On Wednesday, US Secretary of Defense Leon Panetta announced that the US would end combat operations in Afghanistan in “mid to late 2013.” The US forces would then switch to an advise and assist role, and the final withdrawal would occur by the end of 2014. CTV reported:
The United States and its NATO partners will end their combat roles in Afghanistan in 2013 — a year earlier than previously announced.
US Defense Secretary Leon Panetta said that American troops will remain in the country through 2014, but only in a supporting role.
This switch to training and advising Afghan forces will occur in mid- to late-2013, Panetta told reporters in Brussels.
This announcement seems to have come as a surprise to many parties, Reuters noted:
Panetta surprised allies on Wednesday by suggesting the US combat mission in Afghanistan would end in 2013, the first time Washington had floated such a deadline.
Should it have surprised the US’s allies? Was this really a change in plan?
No change in plan
Secretary Panetta’s announcement corresponds to the same plan that US allies and the Karzai Government in Afghanistan agreed to over a year ago.

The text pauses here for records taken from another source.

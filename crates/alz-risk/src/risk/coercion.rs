use std::collections::BTreeMap;
use std::fmt;

use serde::de::{self, MapAccess, Visitor};
use serde::{Deserialize, Deserializer, Serialize};

use super::error::{PipelineError, SchemaMismatchError, TypeCoercionError};
use super::schema::{FeatureKind, FieldSpec};

/// Untyped field values exactly as the caller submitted them.
///
/// Deserializes from a JSON object or an urlencoded form. JSON numbers and
/// booleans are kept in their textual form so every value goes through the
/// same coercion path.
#[derive(Debug, Clone, Default, PartialEq, Eq)]
pub struct RawInputRecord {
    values: BTreeMap<String, String>,
}

impl RawInputRecord {
    pub fn new() -> Self {
        Self::default()
    }

    pub fn insert(&mut self, name: impl Into<String>, value: impl Into<String>) -> Option<String> {
        self.values.insert(name.into(), value.into())
    }

    pub fn remove(&mut self, name: &str) -> Option<String> {
        self.values.remove(name)
    }

    pub fn get(&self, name: &str) -> Option<&str> {
        self.values.get(name).map(String::as_str)
    }

    pub fn len(&self) -> usize {
        self.values.len()
    }

    pub fn is_empty(&self) -> bool {
        self.values.is_empty()
    }

    pub fn names(&self) -> impl Iterator<Item = &str> {
        self.values.keys().map(String::as_str)
    }
}

impl<K, V> FromIterator<(K, V)> for RawInputRecord
where
    K: Into<String>,
    V: Into<String>,
{
    fn from_iter<I: IntoIterator<Item = (K, V)>>(iter: I) -> Self {
        Self {
            values: iter
                .into_iter()
                .map(|(name, value)| (name.into(), value.into()))
                .collect(),
        }
    }
}

impl<'de> Deserialize<'de> for RawInputRecord {
    fn deserialize<D>(deserializer: D) -> Result<Self, D::Error>
    where
        D: Deserializer<'de>,
    {
        deserializer.deserialize_map(RawInputVisitor)
    }
}

struct RawInputVisitor;

impl<'de> Visitor<'de> for RawInputVisitor {
    type Value = RawInputRecord;

    fn expecting(&self, f: &mut fmt::Formatter<'_>) -> fmt::Result {
        f.write_str("a map of field names to values")
    }

    fn visit_map<A>(self, mut map: A) -> Result<Self::Value, A::Error>
    where
        A: MapAccess<'de>,
    {
        let mut values = BTreeMap::new();
        while let Some((name, RawValue(value))) = map.next_entry::<String, RawValue>()? {
            if values.insert(name.clone(), value).is_some() {
                return Err(de::Error::custom(format!("duplicate field {name}")));
            }
        }
        Ok(RawInputRecord { values })
    }
}

struct RawValue(String);

impl<'de> Deserialize<'de> for RawValue {
    fn deserialize<D>(deserializer: D) -> Result<Self, D::Error>
    where
        D: Deserializer<'de>,
    {
        struct RawValueVisitor;

        impl<'de> Visitor<'de> for RawValueVisitor {
            type Value = RawValue;

            fn expecting(&self, f: &mut fmt::Formatter<'_>) -> fmt::Result {
                f.write_str("a string or number")
            }

            fn visit_str<E: de::Error>(self, value: &str) -> Result<RawValue, E> {
                Ok(RawValue(value.to_string()))
            }

            fn visit_string<E: de::Error>(self, value: String) -> Result<RawValue, E> {
                Ok(RawValue(value))
            }

            fn visit_i64<E: de::Error>(self, value: i64) -> Result<RawValue, E> {
                Ok(RawValue(value.to_string()))
            }

            fn visit_u64<E: de::Error>(self, value: u64) -> Result<RawValue, E> {
                Ok(RawValue(value.to_string()))
            }

            fn visit_f64<E: de::Error>(self, value: f64) -> Result<RawValue, E> {
                Ok(RawValue(value.to_string()))
            }

            fn visit_bool<E: de::Error>(self, value: bool) -> Result<RawValue, E> {
                Ok(RawValue(value.to_string()))
            }
        }

        deserializer.deserialize_any(RawValueVisitor)
    }
}

/// A single coerced measurement.
#[derive(Debug, Clone, Copy, PartialEq, Serialize)]
#[serde(untagged)]
pub enum FeatureValue {
    Integer(i64),
    Float(f64),
}

impl FeatureValue {
    pub fn as_f64(self) -> f64 {
        match self {
            FeatureValue::Integer(value) => value as f64,
            FeatureValue::Float(value) => value,
        }
    }

    pub fn kind(self) -> FeatureKind {
        match self {
            FeatureValue::Integer(_) => FeatureKind::Integer,
            FeatureValue::Float(_) => FeatureKind::Float,
        }
    }
}

/// Field values after coercion, keyed by field name.
#[derive(Debug, Clone, Default, PartialEq, Serialize)]
pub struct TypedFeatureRecord {
    values: BTreeMap<String, FeatureValue>,
}

impl TypedFeatureRecord {
    pub fn new() -> Self {
        Self::default()
    }

    pub fn insert(&mut self, name: impl Into<String>, value: FeatureValue) -> Option<FeatureValue> {
        self.values.insert(name.into(), value)
    }

    pub fn get(&self, name: &str) -> Option<FeatureValue> {
        self.values.get(name).copied()
    }

    pub fn len(&self) -> usize {
        self.values.len()
    }

    pub fn is_empty(&self) -> bool {
        self.values.is_empty()
    }
}

impl<K: Into<String>> FromIterator<(K, FeatureValue)> for TypedFeatureRecord {
    fn from_iter<I: IntoIterator<Item = (K, FeatureValue)>>(iter: I) -> Self {
        Self {
            values: iter
                .into_iter()
                .map(|(name, value)| (name.into(), value))
                .collect(),
        }
    }
}

/// Coerces every schema field by name.
///
/// The supplied names must match the schema exactly; order is irrelevant.
pub fn coerce(
    raw: &RawInputRecord,
    schema: &[FieldSpec],
) -> Result<TypedFeatureRecord, PipelineError> {
    let missing: Vec<String> = schema
        .iter()
        .filter(|field| raw.get(field.name).is_none())
        .map(|field| field.name.to_string())
        .collect();
    let unexpected: Vec<String> = raw
        .names()
        .filter(|name| !schema.iter().any(|field| field.name == *name))
        .map(str::to_string)
        .collect();

    if !missing.is_empty() || !unexpected.is_empty() {
        return Err(SchemaMismatchError {
            missing,
            unexpected,
        }
        .into());
    }

    let mut record = TypedFeatureRecord::new();
    for field in schema {
        let raw_value = raw.get(field.name).unwrap_or_default();
        record.insert(field.name, coerce_value(field, raw_value)?);
    }
    Ok(record)
}

fn coerce_value(field: &FieldSpec, raw: &str) -> Result<FeatureValue, TypeCoercionError> {
    let trimmed = raw.trim();
    let parsed = match field.kind {
        FeatureKind::Integer => trimmed.parse::<i64>().ok().map(FeatureValue::Integer),
        FeatureKind::Float => trimmed
            .parse::<f64>()
            .ok()
            .filter(|value| value.is_finite())
            .map(FeatureValue::Float),
    };

    parsed.ok_or_else(|| TypeCoercionError {
        field: field.name.to_string(),
        value: raw.to_string(),
        expected: field.kind,
    })
}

In September 2010, former Secretary of Defense Robert Gates announced that the US would conduct combat operations in Afghanistan for only “two or three more years” before transitioning to an advise and assist role, the Wall Street Journal reported:
Defense Secretary Robert Gates said he envisions two or three more years of combat operations in Afghanistan before the U.S. transitions to an advisory role, a mission likely to last years more.
Pulling out combat forces in three years would ensure that the allied presence has transitioned to a training mission by the time British troops are due to withdraw in 2015. It would also meet Afghan President Hamid Karzai’s goal of having his own army take responsibility for security by 2014.

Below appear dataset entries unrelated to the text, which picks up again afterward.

use std::fmt;
use std::path::Path;

use serde::de::{MapAccess, Visitor};
use serde::{Deserialize, Deserializer};
use tracing::debug;

use super::error::{read_json_artifact, ConfigLoadError};

/// Column → weight pairs kept in file order.
///
/// Composite scores are summed in this order, so two files with the same
/// entries in a different order can differ in the last ulp.
#[derive(Debug, Clone, Default, PartialEq)]
pub struct WeightMapping {
    entries: Vec<(String, f64)>,
}

impl WeightMapping {
    pub fn new() -> Self {
        Self::default()
    }

    /// A repeated column keeps its first position and takes the newer weight.
    pub fn insert(&mut self, column: impl Into<String>, weight: f64) {
        let column = column.into();
        match self.entries.iter_mut().find(|(name, _)| *name == column) {
            Some(entry) => entry.1 = weight,
            None => self.entries.push((column, weight)),
        }
    }

    pub fn get(&self, column: &str) -> Option<f64> {
        self.entries
            .iter()
            .find(|(name, _)| name == column)
            .map(|(_, weight)| *weight)
    }

    pub fn iter(&self) -> impl Iterator<Item = (&str, f64)> {
        self.entries
            .iter()
            .map(|(name, weight)| (name.as_str(), *weight))
    }

    pub fn len(&self) -> usize {
        self.entries.len()
    }

    pub fn is_empty(&self) -> bool {
        self.entries.is_empty()
    }

    /// Keys that do not name a column in `layout`, in file order.
    pub fn unknown_columns(&self, layout: &[&str]) -> Vec<String> {
        self.entries
            .iter()
            .filter(|(name, _)| !layout.contains(&name.as_str()))
            .map(|(name, _)| name.clone())
            .collect()
    }

    fn validate(&self, artifact: &'static str) -> Result<(), ConfigLoadError> {
        match self.entries.iter().find(|(_, weight)| !weight.is_finite()) {
            Some((name, weight)) => Err(ConfigLoadError::invalid(
                artifact,
                format!("weight for {name} is not finite ({weight})"),
            )),
            None => Ok(()),
        }
    }
}

impl<K: Into<String>> FromIterator<(K, f64)> for WeightMapping {
    fn from_iter<I: IntoIterator<Item = (K, f64)>>(iter: I) -> Self {
        let mut mapping = Self::new();
        for (column, weight) in iter {
            mapping.insert(column, weight);
        }
        mapping
    }
}

impl<'de> Deserialize<'de> for WeightMapping {
    fn deserialize<D>(deserializer: D) -> Result<Self, D::Error>
    where
        D: Deserializer<'de>,
    {
        struct WeightMappingVisitor;

        impl<'de> Visitor<'de> for WeightMappingVisitor {
            type Value = WeightMapping;

            fn expecting(&self, f: &mut fmt::Formatter<'_>) -> fmt::Result {
                f.write_str("an object mapping column names to numeric weights")
            }

            fn visit_map<A>(self, mut map: A) -> Result<Self::Value, A::Error>
            where
                A: MapAccess<'de>,
            {
                let mut mapping = WeightMapping::new();
                while let Some((column, weight)) = map.next_entry::<String, f64>()? {
                    mapping.insert(column, weight);
                }
                Ok(mapping)
            }
        }

        deserializer.deserialize_map(WeightMappingVisitor)
    }
}

/// The two weight mappings used for composite scoring.
///
/// Loaded once before the first request and shared read-only afterwards.
#[derive(Debug, Clone, Default, PartialEq)]
pub struct WeightStore {
    pub health: WeightMapping,
    pub cardiometabolic: WeightMapping,
}

impl WeightStore {
    pub fn new(health: WeightMapping, cardiometabolic: WeightMapping) -> Self {
        Self {
            health,
            cardiometabolic,
        }
    }

    pub fn load(
        health_path: impl AsRef<Path>,
        cardiometabolic_path: impl AsRef<Path>,
    ) -> Result<Self, ConfigLoadError> {
        let health = load_mapping(health_path.as_ref(), "health weights")?;
        let cardiometabolic =
            load_mapping(cardiometabolic_path.as_ref(), "cardiometabolic weights")?;
        Ok(Self::new(health, cardiometabolic))
    }

    /// Unknown keys across both mappings, deduplicated, health first.
    pub fn unknown_columns(&self, layout: &[&str]) -> Vec<String> {
        let mut unknown = self.health.unknown_columns(layout);
        for column in self.cardiometabolic.unknown_columns(layout) {
            if !unknown.contains(&column) {
                unknown.push(column);
            }
        }
        unknown
    }
}

fn load_mapping(path: &Path, artifact: &'static str) -> Result<WeightMapping, ConfigLoadError> {
    let mapping: WeightMapping = read_json_artifact(path)?;
    mapping.validate(artifact)?;
    debug!(path = %path.display(), entries = mapping.len(), "loaded {artifact}");
    Ok(mapping)
}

At the NATO summit in Lisbon in November 2010, NATO and Afghan President Karzai agreed to the withdrawal date of the end of 2014.
The members met with President of Afghanistan Hamid Karzai regarding the group’s operations in the country. They agreed to gradually withdraw combat forces from the country with a completion date of 2014.

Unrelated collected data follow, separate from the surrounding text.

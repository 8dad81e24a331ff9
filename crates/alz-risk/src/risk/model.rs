use std::path::Path;

use serde::{Deserialize, Serialize};
use tracing::debug;

use super::classifier::{ClassifierError, RiskClassifier};
use super::error::{read_json_artifact, ConfigLoadError};
use super::features::FeatureVector;

const ARTIFACT: &str = "model";

/// Binary logistic regression exported as plain coefficients.
///
/// `p = 1 / (1 + e^-(intercept + Σ coefficient_i * x_i))`
#[derive(Debug, Clone, PartialEq, Serialize, Deserialize)]
pub struct LogisticRegressionModel {
    pub feature_names: Vec<String>,
    pub coefficients: Vec<f64>,
    pub intercept: f64,
}

impl LogisticRegressionModel {
    pub fn from_path(path: impl AsRef<Path>) -> Result<Self, ConfigLoadError> {
        let path = path.as_ref();
        let model: LogisticRegressionModel = read_json_artifact(path)?;
        model.validate()?;
        debug!(path = %path.display(), features = model.feature_names.len(), "loaded model");
        Ok(model)
    }

    pub fn validate(&self) -> Result<(), ConfigLoadError> {
        if self.feature_names.is_empty() {
            return Err(ConfigLoadError::invalid(ARTIFACT, "no features declared"));
        }
        if self.feature_names.len() != self.coefficients.len() {
            return Err(ConfigLoadError::invalid(
                ARTIFACT,
                format!(
                    "{} feature names but {} coefficients",
                    self.feature_names.len(),
                    self.coefficients.len()
                ),
            ));
        }
        if !self.intercept.is_finite() || self.coefficients.iter().any(|c| !c.is_finite()) {
            return Err(ConfigLoadError::invalid(
                ARTIFACT,
                "coefficients and intercept must be finite",
            ));
        }
        Ok(())
    }

    fn decision_function(&self, vector: &FeatureVector) -> Result<f64, ClassifierError> {
        let mut z = self.intercept;
        for (name, coefficient) in self.feature_names.iter().zip(&self.coefficients) {
            let value = vector
                .get(name)
                .ok_or_else(|| ClassifierError::MissingFeature(name.clone()))?;
            z += coefficient * value;
        }
        if z.is_finite() {
            Ok(z)
        } else {
            Err(ClassifierError::NonFinite)
        }
    }
}

fn sigmoid(z: f64) -> f64 {
    if z >= 0.0 {
        1.0 / (1.0 + (-z).exp())
    } else {
        let e = z.exp();
        e / (1.0 + e)
    }
}

impl RiskClassifier for LogisticRegressionModel {
    fn feature_names(&self) -> &[String] {
        &self.feature_names
    }

    fn predict_proba(&self, vector: &FeatureVector) -> Result<Vec<f64>, ClassifierError> {
        let positive = sigmoid(self.decision_function(vector)?);
        Ok(vec![1.0 - positive, positive])
    }
}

In other words, Gates announced more than a year ago that the US would end combat operations sometime between late 2012 and late 2013. This is consistent with Panetta’s announcement that combat operations would end in “mid to late 2013.”
Gates also said back in September 2010 that the US would follow the same withdrawal schedule as it did in Iraq, the Wall Street Journal reported at the time:
Mr. Gates sketched a process much like that in Iraq, where the U.S. formally ended combat operations this week, rebranding its forces as advisory brigades.
This part also has not changed. For Iraq, the last US forces left in December 2011. However, the US had ended combat operations 16 months earlier, in August 2010, at which point US forces transitioned to an advise and assist role.
For Afghanistan, the US plans to leave by the end of 2014. Following the same schedule as in Iraq, the US should then end combat operations 16 months earlier, by August 2013, and transition to an advise and assist role. Again, this corresponds to Secretary Panetta’s statement that combat operations would end in “mid to late 2013” and the US would transition to an advise and assist role.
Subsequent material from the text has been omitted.